100% relative humidity is when the dewpoint is reached and water condenses out of the air (aka fog). The popular idea that 100% rel humidity = rain is not accurate.

Re:Chimney effects

[putaro]

You're correctly stating the conventional wisdom for properly managing air in a datacenter. However, the whole point was that Intel was doing their cooling with outside air, minimally filtered to see what the effects of disregarding the conventional wisdom might be. So, one way to improve the energy efficiency might be to use a chimney to avoid having to use fans.

Re:How about reducing the need for AC POWER as wel

[PitaBred]

That's because aluminum significantly contracts and expands with temperature changes. When it does so in a residential setting, it will cause shorts and sparks and such in outlets and switches. The 1" wire (probably more like a crossbar) was probably specifically designed for electrical use, and had appropriate connectors and so on so that it was NOT a danger (as noted in the physicsforums post you linked to. Given the price of copper any more, the special work needed for aluminum is possibly worth it.

Re:How about reducing the need for AC POWER as wel

[profplump]

You're only half right. If you actually read any of the articles you linked to you'd know that.

Aluminum wire by itself is no hazard at all. It just doesn't do well when you connect it copper or other galvanically dissimilar materials that can cause corrosion. And there are some issues with dissimilar thermal expansion rates, but that's largely dependent on the terminal size and type.

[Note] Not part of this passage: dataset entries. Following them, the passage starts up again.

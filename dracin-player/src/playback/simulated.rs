//! In-process media element with a steppable timeline
//!
//! Used by the headless harness (stepped from a real-time ticker) and by
//! tests (stepped explicitly). Clones share one timeline, so a caller can
//! hand one clone to the player and keep another to drive and inspect it.

use crate::error::{Error, Result};
use crate::playback::clock::{MediaElement, MediaEvent};
use dracin_common::EpisodeRef;
use std::sync::{Arc, Mutex, MutexGuard};
use std::time::Duration;
use tokio::sync::mpsc;
use tracing::trace;

#[derive(Debug)]
struct Inner {
    sink: Option<mpsc::UnboundedSender<MediaEvent>>,
    episode_id: Option<String>,
    position: f64,
    duration: f64,
    paused: bool,
    ended: bool,
    buffering: bool,
    volume: f64,
    rate: f64,
    fullscreen: bool,
    picture_in_picture: bool,
    pip_supported: bool,
    autoplay_blocked: bool,
    fullscreen_denied: bool,
    loads: usize,
}

impl Inner {
    fn emit(&self, event: MediaEvent) {
        if let Some(sink) = &self.sink {
            let _ = sink.send(event);
        }
    }
}

/// Simulated media element
#[derive(Debug, Clone)]
pub struct SimulatedMedia {
    inner: Arc<Mutex<Inner>>,
}

impl SimulatedMedia {
    pub fn new() -> Self {
        Self {
            inner: Arc::new(Mutex::new(Inner {
                sink: None,
                episode_id: None,
                position: 0.0,
                duration: 0.0,
                paused: true,
                ended: false,
                buffering: false,
                volume: 1.0,
                rate: 1.0,
                fullscreen: false,
                picture_in_picture: false,
                pip_supported: true,
                autoplay_blocked: false,
                fullscreen_denied: false,
                loads: 0,
            })),
        }
    }

    fn lock(&self) -> MutexGuard<'_, Inner> {
        self.inner.lock().unwrap_or_else(|poisoned| poisoned.into_inner())
    }

    /// Advance the timeline by wall-clock `elapsed`
    ///
    /// Emits a time update, and `Ended` when the end is reached.
    pub fn step(&self, elapsed: Duration) {
        let mut inner = self.lock();
        if inner.paused || inner.buffering || inner.episode_id.is_none() {
            return;
        }
        inner.position += elapsed.as_secs_f64() * inner.rate;
        if inner.duration > 0.0 && inner.position >= inner.duration {
            inner.position = inner.duration;
            inner.paused = true;
            inner.ended = true;
            inner.emit(MediaEvent::TimeUpdate(inner.position));
            inner.emit(MediaEvent::Ended);
        } else {
            inner.emit(MediaEvent::TimeUpdate(inner.position));
        }
    }

    /// Jump to the end and finish playback
    pub fn finish(&self) {
        let mut inner = self.lock();
        inner.position = inner.duration;
        inner.paused = true;
        inner.ended = true;
        inner.emit(MediaEvent::TimeUpdate(inner.position));
        inner.emit(MediaEvent::Ended);
    }

    /// Start or stop a network stall
    pub fn set_buffering(&self, buffering: bool) {
        let mut inner = self.lock();
        if inner.buffering == buffering {
            return;
        }
        inner.buffering = buffering;
        if buffering {
            inner.emit(MediaEvent::Waiting);
        } else if !inner.paused {
            inner.emit(MediaEvent::Playing);
        }
    }

    /// Fail with an unrecoverable load/decode error
    pub fn fail(&self, message: &str) {
        let mut inner = self.lock();
        inner.paused = true;
        inner.emit(MediaEvent::Error(message.to_string()));
    }

    /// Report a media duration other than the catalog's
    pub fn report_duration(&self, duration: f64) {
        let mut inner = self.lock();
        if duration.is_finite() && duration >= 0.0 {
            inner.duration = duration;
        }
        inner.emit(MediaEvent::DurationChange(duration));
    }

    pub fn block_autoplay(&self, blocked: bool) {
        self.lock().autoplay_blocked = blocked;
    }

    pub fn deny_fullscreen(&self, denied: bool) {
        self.lock().fullscreen_denied = denied;
    }

    pub fn set_picture_in_picture_supported(&self, supported: bool) {
        self.lock().pip_supported = supported;
    }

    /// Leave picture-in-picture from the runtime's own window controls
    pub fn close_picture_in_picture_window(&self) {
        let mut inner = self.lock();
        if inner.picture_in_picture {
            inner.picture_in_picture = false;
            inner.emit(MediaEvent::LeavePictureInPicture);
        }
    }

    pub fn position(&self) -> f64 {
        self.lock().position
    }

    pub fn duration(&self) -> f64 {
        self.lock().duration
    }

    pub fn is_paused(&self) -> bool {
        self.lock().paused
    }

    pub fn volume(&self) -> f64 {
        self.lock().volume
    }

    pub fn playback_rate(&self) -> f64 {
        self.lock().rate
    }

    pub fn is_fullscreen(&self) -> bool {
        self.lock().fullscreen
    }

    pub fn is_picture_in_picture(&self) -> bool {
        self.lock().picture_in_picture
    }

    pub fn loaded_episode_id(&self) -> Option<String> {
        self.lock().episode_id.clone()
    }

    /// Number of `load` calls so far
    pub fn load_count(&self) -> usize {
        self.lock().loads
    }

    pub fn is_subscribed(&self) -> bool {
        self.lock().sink.is_some()
    }
}

impl Default for SimulatedMedia {
    fn default() -> Self {
        Self::new()
    }
}

impl MediaElement for SimulatedMedia {
    fn subscribe(&mut self, sink: mpsc::UnboundedSender<MediaEvent>) {
        self.lock().sink = Some(sink);
    }

    fn unsubscribe(&mut self) {
        self.lock().sink = None;
    }

    fn load(&mut self, episode: &EpisodeRef) {
        let mut inner = self.lock();
        trace!(episode_id = %episode.id, "Loading stream {}", episode.stream_url);
        inner.episode_id = Some(episode.id.clone());
        inner.position = 0.0;
        inner.paused = true;
        inner.ended = false;
        inner.buffering = false;
        inner.loads += 1;
        inner.duration = if episode.duration.is_finite() && episode.duration > 0.0 {
            episode.duration
        } else {
            0.0
        };
        if inner.duration > 0.0 {
            inner.emit(MediaEvent::DurationChange(inner.duration));
        }
        inner.emit(MediaEvent::TimeUpdate(0.0));
    }

    fn play(&mut self) -> Result<()> {
        let mut inner = self.lock();
        if inner.autoplay_blocked {
            return Err(Error::Media(
                "play() rejected: user interaction required".to_string(),
            ));
        }
        if inner.episode_id.is_none() {
            return Err(Error::Media("no source loaded".to_string()));
        }
        if inner.ended {
            inner.ended = false;
            inner.position = 0.0;
            inner.emit(MediaEvent::TimeUpdate(0.0));
        }
        if inner.paused {
            inner.paused = false;
            if !inner.buffering {
                inner.emit(MediaEvent::Playing);
            }
        }
        Ok(())
    }

    fn pause(&mut self) {
        let mut inner = self.lock();
        if !inner.paused {
            inner.paused = true;
            inner.emit(MediaEvent::Paused);
        }
    }

    fn current_time(&self) -> f64 {
        self.lock().position
    }

    fn set_current_time(&mut self, seconds: f64) {
        let mut inner = self.lock();
        let mut target = seconds.max(0.0);
        if inner.duration > 0.0 {
            target = target.min(inner.duration);
        }
        inner.position = target;
        if target < inner.duration {
            inner.ended = false;
        }
        inner.emit(MediaEvent::TimeUpdate(target));
    }

    fn set_volume(&mut self, volume: f64) {
        self.lock().volume = volume;
    }

    fn set_playback_rate(&mut self, rate: f64) {
        self.lock().rate = rate;
    }

    fn request_fullscreen(&mut self) -> Result<()> {
        let mut inner = self.lock();
        if inner.fullscreen_denied {
            return Err(Error::Media("fullscreen permission denied".to_string()));
        }
        if !inner.fullscreen {
            inner.fullscreen = true;
            inner.emit(MediaEvent::FullscreenChange(true));
        }
        Ok(())
    }

    fn exit_fullscreen(&mut self) -> Result<()> {
        let mut inner = self.lock();
        if inner.fullscreen {
            inner.fullscreen = false;
            inner.emit(MediaEvent::FullscreenChange(false));
        }
        Ok(())
    }

    fn picture_in_picture_supported(&self) -> bool {
        self.lock().pip_supported
    }

    fn request_picture_in_picture(&mut self) -> Result<()> {
        let mut inner = self.lock();
        if !inner.pip_supported {
            return Err(Error::Media("picture-in-picture unsupported".to_string()));
        }
        if !inner.picture_in_picture {
            inner.picture_in_picture = true;
            inner.emit(MediaEvent::EnterPictureInPicture);
        }
        Ok(())
    }

    fn exit_picture_in_picture(&mut self) -> Result<()> {
        let mut inner = self.lock();
        if inner.picture_in_picture {
            inner.picture_in_picture = false;
            inner.emit(MediaEvent::LeavePictureInPicture);
        }
        Ok(())
    }
}

#[cfg(test)]
mod tests {
    use super::*;

    fn episode(duration: f64) -> EpisodeRef {
        EpisodeRef {
            id: "ep-1".to_string(),
            title: "Episode 1".to_string(),
            thumbnail: String::new(),
            stream_url: "https://example.com/ep-1.m3u8".to_string(),
            duration,
            episode_number: 1,
            series_id: "drama-1".to_string(),
        }
    }

    fn drain(rx: &mut mpsc::UnboundedReceiver<MediaEvent>) -> Vec<MediaEvent> {
        let mut out = Vec::new();
        while let Ok(ev) = rx.try_recv() {
            out.push(ev);
        }
        out
    }

    #[test]
    fn test_step_advances_only_while_playing() {
        let mut media = SimulatedMedia::new();
        media.load(&episode(60.0));

        media.step(Duration::from_secs(5));
        assert_eq!(media.position(), 0.0);

        media.play().unwrap();
        media.step(Duration::from_secs(5));
        assert_eq!(media.position(), 5.0);

        media.set_playback_rate(2.0);
        media.step(Duration::from_secs(5));
        assert_eq!(media.position(), 15.0);
    }

    #[test]
    fn test_reaching_end_emits_ended() {
        let mut media = SimulatedMedia::new();
        let (tx, mut rx) = mpsc::unbounded_channel();
        media.subscribe(tx);
        media.load(&episode(10.0));
        media.play().unwrap();
        drain(&mut rx);

        media.step(Duration::from_secs(15));
        assert_eq!(
            drain(&mut rx),
            vec![MediaEvent::TimeUpdate(10.0), MediaEvent::Ended]
        );
        assert!(media.is_paused());
    }

    #[test]
    fn test_buffering_pauses_timeline() {
        let mut media = SimulatedMedia::new();
        let (tx, mut rx) = mpsc::unbounded_channel();
        media.subscribe(tx);
        media.load(&episode(60.0));
        media.play().unwrap();
        drain(&mut rx);

        media.set_buffering(true);
        media.step(Duration::from_secs(5));
        assert_eq!(media.position(), 0.0);

        media.set_buffering(false);
        assert_eq!(drain(&mut rx), vec![MediaEvent::Waiting, MediaEvent::Playing]);
    }

    #[test]
    fn test_unsubscribed_events_are_dropped() {
        let mut media = SimulatedMedia::new();
        let (tx, mut rx) = mpsc::unbounded_channel();
        media.subscribe(tx);
        media.unsubscribe();

        media.load(&episode(60.0));
        assert!(rx.try_recv().is_err());
    }

    #[test]
    fn test_blocked_autoplay_rejects() {
        let mut media = SimulatedMedia::new();
        media.load(&episode(60.0));
        media.block_autoplay(true);
        assert!(matches!(media.play(), Err(Error::Media(_))));
        assert!(media.is_paused());
    }
}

You're right that the standard 14-10 AWG wiring used in homes is typically not aluminum, and that the wiring of that size that was aluminum and installed in the the 60s and 70s needs to be treated specially.

But aluminum was and still is commonly used in large-gauge wiring, starting around 8 AWG -- the ~2 AWG feed for many homes *is* aluminum. And it's entirely possible to safely wiring aluminum, even of smaller gauges, even of older alloy types, so long as you understand the limitations and use CO/ALR-rated devices.

Re:How about reducing the need for AC POWER as wel

[linzeal]

Relative humidity can go above 100% as well in certain situations it is called Supersaturation.

Re:How about reducing the need for AC POWER as wel

[b4upoo]

Computers run hot enough to get rid of moisture and one assumes that these data centers run around the clock.
                But dust can be lethal to computers and in particular to power supplies and CPU fans. I clean my PCs guts at least twice a year and what comes out is amazing. Fans are great at collecting dust and they don't pump much air when coated with dust either.